I agree with all of this (except a tiny almost insignificant detail about
the specification of the microstate which requires the particle's
momentum
rather than its velocity.)
> Let us take a simple example. Suppose you
>repeatedly shake four coins in your hand and drop them on the table.
>Specifying the number of heads and the number of tails that appear on
>a given throw is the macrostate of this system. Specifying each coin
>as being a head or a tail is the microstate of the system." Giancoli
>D.C, "Physics, 1991, pp404-405)
I agree with this too (except for another tiny detail where I would say
that the various parts of the coin analogy are *like* or analogous to the
macrostate and microstates of a thermodynamic system, rather than saying
that the corresponding parts of the coin analogy *are* the macrostate and
microstates). I would also choose much more than four coins in the
analogy to make it more similar to a thermodynamic system where the
number
of microscopic variables (degrees of freedom) associated with a given
macroscopic variable is many orders of magnitude large.

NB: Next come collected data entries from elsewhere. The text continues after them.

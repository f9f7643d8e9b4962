//! Stateless arithmetic with exact DMG flag semantics.
//!
//! Every operation returns a [`ValueFlags`]: the result sits above bit 8,
//! the Z/N/H/C flags occupy their architectural positions in the low byte.
//! The instruction engine unpacks the two halves and decides, per
//! instruction family, which flags to keep.

use bitflags::bitflags;

use crate::bits;

bitflags! {
    /// The four condition flags, at the bit positions of the F register.
    #[derive(Debug, Clone, Copy, PartialEq, Eq)]
    pub struct Flags: u8 {
        const C = 1 << 4;
        const H = 1 << 5;
        const N = 1 << 6;
        const Z = 1 << 7;
    }
}

#[derive(Copy, Clone, Eq, PartialEq, Debug)]
pub enum RotDir {
    Left,
    Right,
}

/// Result of an ALU operation: `value << 8 | flags`.
pub type ValueFlags = u32;

/// Returns the flag byte with exactly the requested flags set.
pub fn mask_znhc(z: bool, n: bool, h: bool, c: bool) -> u8 {
    let mut flags = Flags::empty();
    flags.set(Flags::Z, z);
    flags.set(Flags::N, n);
    flags.set(Flags::H, h);
    flags.set(Flags::C, c);
    flags.bits()
}

/// Extracts the (up to 16-bit) value from a packed result.
#[inline]
pub fn unpack_value(vf: ValueFlags) -> u16 {
    (vf >> 8) as u16
}

/// Extracts an 8-bit value from a packed result of an 8-bit operation.
#[inline]
pub fn unpack_value8(vf: ValueFlags) -> u8 {
    debug_assert!(vf >> 8 <= 0xFF, "packed value is wider than 8 bits");
    (vf >> 8) as u8
}

/// Extracts the flag byte from a packed result.
#[inline]
pub fn unpack_flags(vf: ValueFlags) -> Flags {
    Flags::from_bits_truncate(vf as u8)
}

#[inline]
fn pack(value: u32, z: bool, n: bool, h: bool, c: bool) -> ValueFlags {
    debug_assert!(value <= 0xFFFF);
    value << 8 | mask_znhc(z, n, h, c) as u32
}

/// 8-bit addition with an optional incoming carry.
///
/// H is the carry out of the low nibble, C the carry out of bit 7.
pub fn add(l: u8, r: u8, c0: bool) -> ValueFlags {
    let carry = c0 as u32;
    let sum = l as u32 + r as u32 + carry;
    let h = (l & 0xF) as u32 + (r & 0xF) as u32 + carry > 0xF;
    pack(sum & 0xFF, sum & 0xFF == 0, false, h, sum > 0xFF)
}

/// 16-bit addition whose H and C come from the low-byte stage. Z and N are
/// always clear. Used by the SP-relative forms.
pub fn add16_l(l: u16, r: u16) -> ValueFlags {
    let h = (l & 0xF) + (r & 0xF) > 0xF;
    let c = (l & 0xFF) + (r & 0xFF) > 0xFF;
    pack(l.wrapping_add(r) as u32, false, false, h, c)
}

/// 16-bit addition whose H and C come from the high-byte stage of a
/// two-step 8-bit addition with carry propagation. Used by the
/// register-pair forms; not interchangeable with [`add16_l`].
pub fn add16_h(l: u16, r: u16) -> ValueFlags {
    let low = add(bits::lsb(l), bits::lsb(r), false);
    let carry = unpack_flags(low).contains(Flags::C);
    let high = add(bits::msb(l), bits::msb(r), carry);
    let flags = unpack_flags(high);
    pack(
        l.wrapping_add(r) as u32,
        false,
        false,
        flags.contains(Flags::H),
        flags.contains(Flags::C),
    )
}

/// 8-bit subtraction with an optional incoming borrow.
///
/// H is the borrow into the low nibble, C the borrow into bit 7.
pub fn sub(l: u8, r: u8, b0: bool) -> ValueFlags {
    let borrow = b0 as i32;
    let diff = (l as i32 - r as i32 - borrow) & 0xFF;
    let h = (l & 0xF) as i32 - borrow < (r & 0xF) as i32;
    let c = l as i32 - borrow < r as i32;
    pack(diff as u32, diff == 0, true, h, c)
}

/// Decimal correction of the accumulator after a BCD add or subtract.
///
/// The correction (+/- 0x06, 0x60 or 0x66) is picked from the N/H/C flags
/// of the preceding operation; the outgoing C reports whether the
/// high-nibble correction applied.
pub fn bcd_adjust(v: u8, n: bool, h: bool, c: bool) -> ValueFlags {
    let fix_l = h || (!n && v & 0xF > 0x9);
    let fix_h = c || (!n && v > 0x99);
    let mut fix = 0u8;
    if fix_h {
        fix += 0x60;
    }
    if fix_l {
        fix += 0x06;
    }
    let value = if n { v.wrapping_sub(fix) } else { v.wrapping_add(fix) };
    pack(value as u32, value == 0, n, false, fix_h)
}

/// Bitwise AND; always sets H, clears N and C.
pub fn and(l: u8, r: u8) -> ValueFlags {
    let v = l & r;
    pack(v as u32, v == 0, false, true, false)
}

/// Bitwise OR; clears N, H and C.
pub fn or(l: u8, r: u8) -> ValueFlags {
    let v = l | r;
    pack(v as u32, v == 0, false, false, false)
}

/// Bitwise XOR; clears N, H and C.
pub fn xor(l: u8, r: u8) -> ValueFlags {
    let v = l ^ r;
    pack(v as u32, v == 0, false, false, false)
}

/// One-bit left shift; the ejected bit 7 becomes C.
pub fn shift_left(v: u8) -> ValueFlags {
    let shifted = v << 1;
    pack(shifted as u32, shifted == 0, false, false, bits::test(v as u32, 7))
}

/// One-bit arithmetic right shift (bit 7 is replicated); bit 0 becomes C.
pub fn shift_right_a(v: u8) -> ValueFlags {
    let shifted = ((v as i8) >> 1) as u8;
    pack(shifted as u32, shifted == 0, false, false, bits::test(v as u32, 0))
}

/// One-bit logical right shift; bit 0 becomes C.
pub fn shift_right_l(v: u8) -> ValueFlags {
    let shifted = v >> 1;
    pack(shifted as u32, shifted == 0, false, false, bits::test(v as u32, 0))
}

/// One-bit rotation; the bit crossing over becomes C.
pub fn rotate(d: RotDir, v: u8) -> ValueFlags {
    let rotated = match d {
        RotDir::Left => v.rotate_left(1),
        RotDir::Right => v.rotate_right(1),
    };
    let c = match d {
        RotDir::Left => bits::test(v as u32, 7),
        RotDir::Right => bits::test(v as u32, 0),
    };
    pack(rotated as u32, rotated == 0, false, false, c)
}

/// Rotation through the carry: C is prepended as a ninth bit, the 9-bit
/// value rotates, and the new bit 8 becomes the outgoing C.
pub fn rotate_through_carry(d: RotDir, v: u8, c: bool) -> ValueFlags {
    let wide = (c as u32) << 8 | v as u32;
    let distance = match d {
        RotDir::Left => 1,
        RotDir::Right => -1,
    };
    let rotated = bits::rotate(9, wide, distance);
    let value = rotated & 0xFF;
    pack(value, value == 0, false, false, bits::test(rotated, 8))
}

/// Swaps the two nibbles of a byte; flags Z000.
pub fn swap(v: u8) -> ValueFlags {
    let swapped = v.rotate_left(4);
    pack(swapped as u32, swapped == 0, false, false, false)
}

/// Tests the bit at `index`; the packed value is 0 and the flags are Z010
/// with Z set when the bit is clear.
pub fn test_bit(v: u8, index: u32) -> ValueFlags {
    assert!(index < 8, "bit index {index} out of range");
    pack(0, !bits::test(v as u32, index), false, true, false)
}

#[cfg(test)]
mod tests {
    use super::*;
    use rand::Rng;

    fn flags(vf: ValueFlags) -> (bool, bool, bool, bool) {
        let f = unpack_flags(vf);
        (
            f.contains(Flags::Z),
            f.contains(Flags::N),
            f.contains(Flags::H),
            f.contains(Flags::C),
        )
    }

    const BOUNDARY: [u8; 4] = [0x00, 0x0F, 0x80, 0xFF];

    #[test]
    fn pack_layout_matches_register_positions() {
        let vf = add(0x08, 0x08, false);
        assert_eq!(unpack_value8(vf), 0x10);
        assert_eq!(vf & 0xFF, Flags::H.bits() as u32);
    }

    #[test]
    fn add_flags_match_reference_on_boundaries_and_random_values() {
        let mut rng = rand::thread_rng();
        let mut cases: Vec<(u8, u8)> = Vec::new();
        for &l in &BOUNDARY {
            for &r in &BOUNDARY {
                cases.push((l, r));
            }
        }
        for _ in 0..2000 {
            cases.push((rng.gen(), rng.gen()));
        }
        for (l, r) in cases {
            for c0 in [false, true] {
                let vf = add(l, r, c0);
                let wide = l as u32 + r as u32 + c0 as u32;
                assert_eq!(unpack_value8(vf), (wide & 0xFF) as u8);
                let (z, n, h, c) = flags(vf);
                assert_eq!(z, wide & 0xFF == 0, "Z for {l:#x}+{r:#x}+{c0}");
                assert!(!n);
                assert_eq!(h, (l & 0xF) as u32 + (r & 0xF) as u32 + c0 as u32 > 0xF);
                assert_eq!(c, wide > 0xFF);
            }
        }
    }

    #[test]
    fn sub_flags_match_reference_on_boundaries_and_random_values() {
        let mut rng = rand::thread_rng();
        let mut cases: Vec<(u8, u8)> = Vec::new();
        for &l in &BOUNDARY {
            for &r in &BOUNDARY {
                cases.push((l, r));
            }
        }
        for _ in 0..2000 {
            cases.push((rng.gen(), rng.gen()));
        }
        for (l, r) in cases {
            for b0 in [false, true] {
                let vf = sub(l, r, b0);
                let wide = l as i32 - r as i32 - b0 as i32;
                assert_eq!(unpack_value8(vf), (wide & 0xFF) as u8);
                let (z, n, h, c) = flags(vf);
                assert_eq!(z, wide & 0xFF == 0, "Z for {l:#x}-{r:#x}-{b0}");
                assert!(n);
                assert_eq!(h, ((l & 0xF) as i32 - b0 as i32) < (r & 0xF) as i32);
                assert_eq!(c, (l as i32 - b0 as i32) < r as i32);
            }
        }
    }

    #[test]
    fn add16_variants_take_flags_from_different_bytes() {
        // 0x00FF + 0x0001: low-byte stage carries, high-byte stage does not.
        let low = add16_l(0x00FF, 0x0001);
        assert_eq!(unpack_value(low), 0x0100);
        assert_eq!(flags(low), (false, false, true, true));

        let high = add16_h(0x00FF, 0x0001);
        assert_eq!(unpack_value(high), 0x0100);
        assert_eq!(flags(high), (false, false, false, false));

        // 0x0FFF + 0x0001: the nibble carry only shows in the high stage.
        let high = add16_h(0x0FFF, 0x0001);
        assert_eq!(flags(high), (false, false, true, false));

        let high = add16_h(0xFFFF, 0x0001);
        assert_eq!(unpack_value(high), 0x0000);
        assert_eq!(flags(high), (false, false, true, true));
    }

    #[test]
    fn bcd_adjust_corrects_additions_and_subtractions() {
        // 0x09 + 0x01 = 0x0A, adjusted to 0x10.
        let vf = bcd_adjust(0x0A, false, false, false);
        assert_eq!(unpack_value8(vf), 0x10);
        assert_eq!(flags(vf), (false, false, false, false));

        // 0x90 + 0x10 = 0xA0, adjusted to 0x00 with carry.
        let vf = bcd_adjust(0xA0, false, false, false);
        assert_eq!(unpack_value8(vf), 0x00);
        assert_eq!(flags(vf), (true, false, false, true));

        // 0x10 - 0x01 = 0x0F with half-borrow, adjusted to 0x09.
        let vf = bcd_adjust(0x0F, true, true, false);
        assert_eq!(unpack_value8(vf), 0x09);
        assert_eq!(flags(vf), (false, true, false, false));
    }

    #[test]
    fn logic_ops_have_fixed_flag_patterns() {
        assert_eq!(flags(and(0xF0, 0x0F)), (true, false, true, false));
        assert_eq!(flags(and(0xFF, 0x0F)), (false, false, true, false));
        assert_eq!(flags(or(0x00, 0x00)), (true, false, false, false));
        assert_eq!(flags(xor(0xAA, 0xAA)), (true, false, false, false));
        assert_eq!(unpack_value8(xor(0xAA, 0x55)), 0xFF);
    }

    #[test]
    fn shifts_eject_into_carry() {
        assert_eq!(unpack_value8(shift_left(0b1000_0001)), 0b0000_0010);
        assert_eq!(flags(shift_left(0b1000_0001)), (false, false, false, true));
        assert_eq!(flags(shift_left(0x80)), (true, false, false, true));

        assert_eq!(unpack_value8(shift_right_a(0b1000_0001)), 0b1100_0000);
        assert_eq!(flags(shift_right_a(0b1000_0001)), (false, false, false, true));

        assert_eq!(unpack_value8(shift_right_l(0b1000_0001)), 0b0100_0000);
        assert_eq!(flags(shift_right_l(0x01)), (true, false, false, true));
    }

    #[test]
    fn rotations_carry_the_crossing_bit() {
        assert_eq!(unpack_value8(rotate(RotDir::Left, 0x80)), 0x01);
        assert!(unpack_flags(rotate(RotDir::Left, 0x80)).contains(Flags::C));
        assert_eq!(unpack_value8(rotate(RotDir::Right, 0x01)), 0x80);
        assert!(unpack_flags(rotate(RotDir::Right, 0x01)).contains(Flags::C));

        // 9-bit rotation: C enters at the opposite end.
        let vf = rotate_through_carry(RotDir::Left, 0x00, true);
        assert_eq!(unpack_value8(vf), 0x01);
        assert!(!unpack_flags(vf).contains(Flags::C));

        let vf = rotate_through_carry(RotDir::Right, 0x00, true);
        assert_eq!(unpack_value8(vf), 0x80);
        assert!(!unpack_flags(vf).contains(Flags::C));

        let vf = rotate_through_carry(RotDir::Left, 0x80, false);
        assert_eq!(unpack_value8(vf), 0x00);
        assert_eq!(flags(vf), (true, false, false, true));
    }

    #[test]
    fn swap_exchanges_nibbles() {
        assert_eq!(unpack_value8(swap(0xAB)), 0xBA);
        assert_eq!(flags(swap(0x00)), (true, false, false, false));
    }

    #[test]
    fn test_bit_sets_z_when_bit_clear() {
        assert_eq!(flags(test_bit(0b0000_0100, 2)), (false, false, true, false));
        assert_eq!(flags(test_bit(0b0000_0100, 3)), (true, false, true, false));
    }
}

SJ>But I would appreciate you giving me reasons why I should accept your
>"authority" instead of "Giancoli's"?
I suggest that you study and learn the subject for yourself and then you
can rely on your own authority rather than on the watered down,
ambiguously
phrased, unqualified, sometimes overdrawn, sometimes misleading,
occasionally incorrect, often correct, sometimes elegant, and
occasionally
exquisite layman's level conclusions of others. My criticism's of
Giancoli's treatment of entropy and the SLOT are not to be taken as a
blanket dissing of his entire book. I'm sure that there are many
(probably
most) topics where the simplifed treatment and explanations are
essentially
harmless and are just fine for an introductory book. It's just very
difficult to get everything exactly right in a book that is supposed to
cover every area of physics. For instance, at my college we use an
introductory textbook that, in my opinion, does a poor job of explaining
the special theory of relativity by introducing (and advocating the use
of)
the concept of a velocity-dependent relativistic mass. Such a treatment
abuses the modern meaning of 'mass' as physicists understand it, and
obscures the structure of the theory. My objection to the treatment is
mostly based on the asthetics of the theory (which the students can't
appreciate at the lower level anyway). Other parts of the book are just
fine, being well written, understandable, and close enough to the truth
for
the necessary purposes of an introductory course. Even in the relativity
section the misrepresentations are ultimately minor enough so that for
nearly any student that is not going to go to graduate school and major
in
high energy particle physics will not be harmed too badly by its
treatment.
So on balance we don't mind using the book for the course. I suspect
that
similar calculated trade offs were made in the choice of textbook for
your
(Steve) daughter's introductory physics course.
Responding to Steve here has exhausted me and has consumed much more of
my
time than is prudent. I therefore do not wish to further discuss this
thread
at this time. I apologize to any reader who may actually still be left
here
reading the end of this post for its excessive length.